AMERICAN BOOKSELLERS FOUNDATION FOR FREE EXPRESSION


For further information, contact:

Chris Finan, American Booksellers Foundation for Free Expression, chris@abffe.com, (212) 587-4025, ext. 15.


ABFFE Seeks Bookstores for More Reporters’ Talks

NEW YORK, NY, Jan. 3, 2008–The American Booksellers Foundation for Free Expression, the bookseller’s voice in the fight against censorship, announced today that it is seeking bookstores to host reporters who want to speak about the growing effort to force journalists to reveal their confidential sources. In 2006, ABFFE organized a series of bookstore programs to educate the public about the importance of confidential sources for a free press. “Seventeen bookstores hosted some of this country’s leading journalists and were very pleased with the results,” ABFFE President Chris Finan said. “This year’s programs will occur against the background of the dramatic fight to pass a reporters’ shield law in Congress.”

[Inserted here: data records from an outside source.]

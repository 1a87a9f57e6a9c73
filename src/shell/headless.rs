//! In-memory shell implementation.
//!
//! Backs the test suite and lets embedders exercise full window lifecycles
//! (create, load, focus, message, close) without a display server. Windows
//! record what happened to them — focus counts, loaded content, outbound
//! sends — so tests can assert on orchestration behavior instead of pixels.

use std::cell::{Cell, RefCell};
use std::collections::HashMap;
use std::path::Path;
use std::rc::Rc;

use anyhow::bail;
use serde_json::Value;
use tracing::{debug, warn};

use super::{
    CreateParams, EventHandler, ListenerToken, MessageTransport, NativeHandle, NativeWindow,
    TransportInvokeHandler, TransportMessageHandler, WindowShell,
};
use crate::config::{LoadContent, MessageEvent, WindowEvent, WindowOptions};

struct Listener {
    token: ListenerToken,
    handler: EventHandler,
    once: bool,
}

/// An in-memory native window.
pub struct HeadlessWindow {
    id: u64,
    options: WindowOptions,
    parent_id: Option<u64>,
    modal: bool,
    destroyed: Cell<bool>,
    focus_count: Cell<u32>,
    next_token: Cell<u64>,
    listeners: RefCell<HashMap<String, Vec<Listener>>>,
    loaded: RefCell<Option<LoadContent>>,
    sent: RefCell<Vec<(String, Value)>>,
}

impl HeadlessWindow {
    fn new(id: u64, options: WindowOptions, parent_id: Option<u64>, modal: bool) -> Self {
        Self {
            id,
            options,
            parent_id,
            modal,
            destroyed: Cell::new(false),
            focus_count: Cell::new(0),
            next_token: Cell::new(0),
            listeners: RefCell::new(HashMap::new()),
            loaded: RefCell::new(None),
            sent: RefCell::new(Vec::new()),
        }
    }

    fn attach(&self, event: &str, handler: EventHandler, once: bool) -> ListenerToken {
        let token = ListenerToken(self.next_token.get());
        self.next_token.set(token.0 + 1);
        self.listeners
            .borrow_mut()
            .entry(event.to_string())
            .or_default()
            .push(Listener {
                token,
                handler,
                once,
            });
        token
    }

    /// Fire a lifecycle event on this window, as the real shell would.
    ///
    /// One-shot listeners are removed before their handler runs, so a
    /// handler re-emitting the same event cannot fire itself twice.
    pub fn emit(&self, event: &WindowEvent) {
        if self.destroyed.get() && event.name != "closed" {
            return;
        }

        // Snapshot outside the borrow: handlers may attach/detach listeners.
        let snapshot: Vec<EventHandler> = {
            let mut listeners = self.listeners.borrow_mut();
            match listeners.get_mut(&event.name) {
                Some(list) => {
                    let handlers = list.iter().map(|l| l.handler.clone()).collect();
                    list.retain(|l| !l.once);
                    handlers
                }
                None => Vec::new(),
            }
        };

        for handler in snapshot {
            (handler.borrow_mut())(event);
        }
    }

    /// Content this window was told to load, if any.
    pub fn loaded(&self) -> Option<LoadContent> {
        self.loaded.borrow().clone()
    }

    pub fn parent_id(&self) -> Option<u64> {
        self.parent_id
    }

    pub fn is_modal(&self) -> bool {
        self.modal
    }

    pub fn options(&self) -> &WindowOptions {
        &self.options
    }

    pub fn focus_count(&self) -> u32 {
        self.focus_count.get()
    }

    /// Messages sent to this window's content, in order.
    pub fn sent(&self) -> Vec<(String, Value)> {
        self.sent.borrow().clone()
    }

    /// Number of live listeners for an event name.
    pub fn listener_count(&self, event: &str) -> usize {
        self.listeners
            .borrow()
            .get(event)
            .map_or(0, |list| list.len())
    }
}

impl NativeWindow for HeadlessWindow {
    fn id(&self) -> u64 {
        self.id
    }

    fn load_file(&self, path: &Path) -> anyhow::Result<()> {
        if self.destroyed.get() {
            bail!("window {} is destroyed", self.id);
        }
        *self.loaded.borrow_mut() = Some(LoadContent::File {
            path: path.to_path_buf(),
        });
        Ok(())
    }

    fn load_url(&self, url: &str) -> anyhow::Result<()> {
        if self.destroyed.get() {
            bail!("window {} is destroyed", self.id);
        }
        *self.loaded.borrow_mut() = Some(LoadContent::Url {
            url: url.to_string(),
        });
        Ok(())
    }

    fn focus(&self) {
        if self.destroyed.get() {
            return;
        }
        self.focus_count.set(self.focus_count.get() + 1);
    }

    fn close(&self) {
        if self.destroyed.get() {
            return;
        }
        self.destroyed.set(true);
        debug!(window_id = self.id, "headless window closed");
        self.emit(&WindowEvent::new("closed"));
    }

    fn is_destroyed(&self) -> bool {
        self.destroyed.get()
    }

    fn on(&self, event: &str, handler: EventHandler) -> ListenerToken {
        self.attach(event, handler, false)
    }

    fn once(&self, event: &str, handler: EventHandler) -> ListenerToken {
        self.attach(event, handler, true)
    }

    fn remove_listener(&self, event: &str, token: ListenerToken) {
        if let Some(list) = self.listeners.borrow_mut().get_mut(event) {
            list.retain(|l| l.token != token);
        }
    }

    fn send(&self, channel: &str, data: Value) {
        if self.destroyed.get() {
            warn!(window_id = self.id, channel, "send to destroyed headless window dropped");
            return;
        }
        self.sent.borrow_mut().push((channel.to_string(), data));
    }
}

/// An in-memory message transport with injection points for tests.
#[derive(Default)]
pub struct HeadlessTransport {
    next_token: Cell<u64>,
    listeners: RefCell<HashMap<String, Vec<(ListenerToken, TransportMessageHandler)>>>,
    invoke_handlers: RefCell<HashMap<String, TransportInvokeHandler>>,
}

impl HeadlessTransport {
    pub fn new() -> Self {
        Self::default()
    }

    /// Deliver a fire-and-forget message as if `sender_id`'s window sent it.
    pub fn emit_from_window(&self, sender_id: u64, channel: &str, payload: Value) {
        let event = MessageEvent {
            sender_id,
            channel: channel.to_string(),
        };
        let snapshot: Vec<TransportMessageHandler> = self
            .listeners
            .borrow()
            .get(channel)
            .map(|list| list.iter().map(|(_, h)| h.clone()).collect())
            .unwrap_or_default();

        for handler in snapshot {
            (handler.borrow_mut())(&event, payload.clone());
        }
    }

    /// Deliver a request/response message as if `sender_id`'s window sent it,
    /// returning what the remote caller would receive.
    pub fn invoke_from_window(
        &self,
        sender_id: u64,
        channel: &str,
        payload: Value,
    ) -> anyhow::Result<Value> {
        let event = MessageEvent {
            sender_id,
            channel: channel.to_string(),
        };
        let handler = self.invoke_handlers.borrow().get(channel).cloned();
        match handler {
            Some(handler) => (handler.borrow_mut())(&event, payload),
            None => bail!("no invoke handler registered on channel '{channel}'"),
        }
    }

    pub fn message_listener_count(&self, channel: &str) -> usize {
        self.listeners
            .borrow()
            .get(channel)
            .map_or(0, |list| list.len())
    }

    pub fn has_invoke_handler(&self, channel: &str) -> bool {
        self.invoke_handlers.borrow().contains_key(channel)
    }
}

impl MessageTransport for HeadlessTransport {
    fn on_message(&self, channel: &str, handler: TransportMessageHandler) -> ListenerToken {
        let token = ListenerToken(self.next_token.get());
        self.next_token.set(token.0 + 1);
        self.listeners
            .borrow_mut()
            .entry(channel.to_string())
            .or_default()
            .push((token, handler));
        token
    }

    fn remove_message_listener(&self, channel: &str, token: ListenerToken) {
        if let Some(list) = self.listeners.borrow_mut().get_mut(channel) {
            list.retain(|(t, _)| *t != token);
        }
    }

    fn on_invoke(&self, channel: &str, handler: TransportInvokeHandler) {
        let previous = self
            .invoke_handlers
            .borrow_mut()
            .insert(channel.to_string(), handler);
        if previous.is_some() {
            warn!(channel, "invoke handler replaced an existing registration");
        }
    }

    fn remove_invoke_handler(&self, channel: &str) {
        self.invoke_handlers.borrow_mut().remove(channel);
    }
}

/// The in-memory window factory.
pub struct HeadlessShell {
    next_window_id: Cell<u64>,
    windows: RefCell<Vec<Rc<HeadlessWindow>>>,
    transport: Rc<HeadlessTransport>,
}

impl HeadlessShell {
    pub fn new() -> Rc<Self> {
        Rc::new(Self {
            next_window_id: Cell::new(1),
            windows: RefCell::new(Vec::new()),
            transport: Rc::new(HeadlessTransport::new()),
        })
    }

    /// Concrete transport, for test injection.
    pub fn headless_transport(&self) -> Rc<HeadlessTransport> {
        Rc::clone(&self.transport)
    }

    /// Total windows ever created through this shell.
    pub fn created_count(&self) -> usize {
        self.windows.borrow().len()
    }

    pub fn window_by_id(&self, id: u64) -> Option<Rc<HeadlessWindow>> {
        self.windows.borrow().iter().find(|w| w.id == id).cloned()
    }
}

impl WindowShell for HeadlessShell {
    fn create_window(&self, params: CreateParams) -> anyhow::Result<NativeHandle> {
        let id = self.next_window_id.get();
        self.next_window_id.set(id + 1);

        let window = Rc::new(HeadlessWindow::new(
            id,
            params.options,
            params.parent.map(|p| p.id()),
            params.modal,
        ));
        debug!(window_id = id, parent_id = ?window.parent_id, modal = window.modal, "headless window created");
        self.windows.borrow_mut().push(Rc::clone(&window));
        Ok(window)
    }

    fn transport(&self) -> Rc<dyn MessageTransport> {
        self.transport.clone()
    }
}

Bookstores interested in hosting a reporter should contact ABFFE. It will work with the MLRC Institute to identify a media lawyer in the area who will then find a reporter who has worked on major stories that could not have been reported without the use of confidential sources. The MLRC Institute, a not-for-profit educational organization focused on the media and the First Amendment, has received a grant from the McCormick Tribune Foundation to educate the public on this issue.

In addition to discussing these stories, the speaker will distribute and discuss material about the history of the fight over confidential sources, which dates back to efforts to imprison colonial journalists John Peter Zenger and Benjamin Franklin’s brother, James.

Although prosecutors and journalists have long battled over confidential sources, there has been a large increase in the number of subpoenas issued to reporters in recent years. New York Times reporter Judith Miller went to jail for 85 days before her source, I. Lewis Libby, released her from a confidentiality agreement covering conversations about Valerie Plame, a CIA officer married to former Ambassador Joseph Wilson. In 2006, a video blogger named Josh Wolf was jailed for civil contempt for 226 days for refusing to hand over to a federal grand jury out-takes of his video of a protest that took place in San Francisco in July 2005. Lawyers for Steven Hatfill, who was mentioned as a possible suspect in the 2001 anthrax attacks, have subpoenaed a dozen news organizations in Mr. Hatfill’s lawsuit against the government. In August 2007, U.S. District Judge Reggie Walton ordered five journalists to disclose their sources for their stories about Mr. Hatfill or risk being held in contempt of court.

In October, the U.S. House of Representatives overwhelmingly approved the Free Flow of Information Act (H.R. 2102), which protects the confidentiality of reporters’ sources in most federal cases. However, the fight is expected to get tougher when the Senate takes up the bill this year. The Justice Department opposes it, and President Bush is likely to veto it if it reaches him.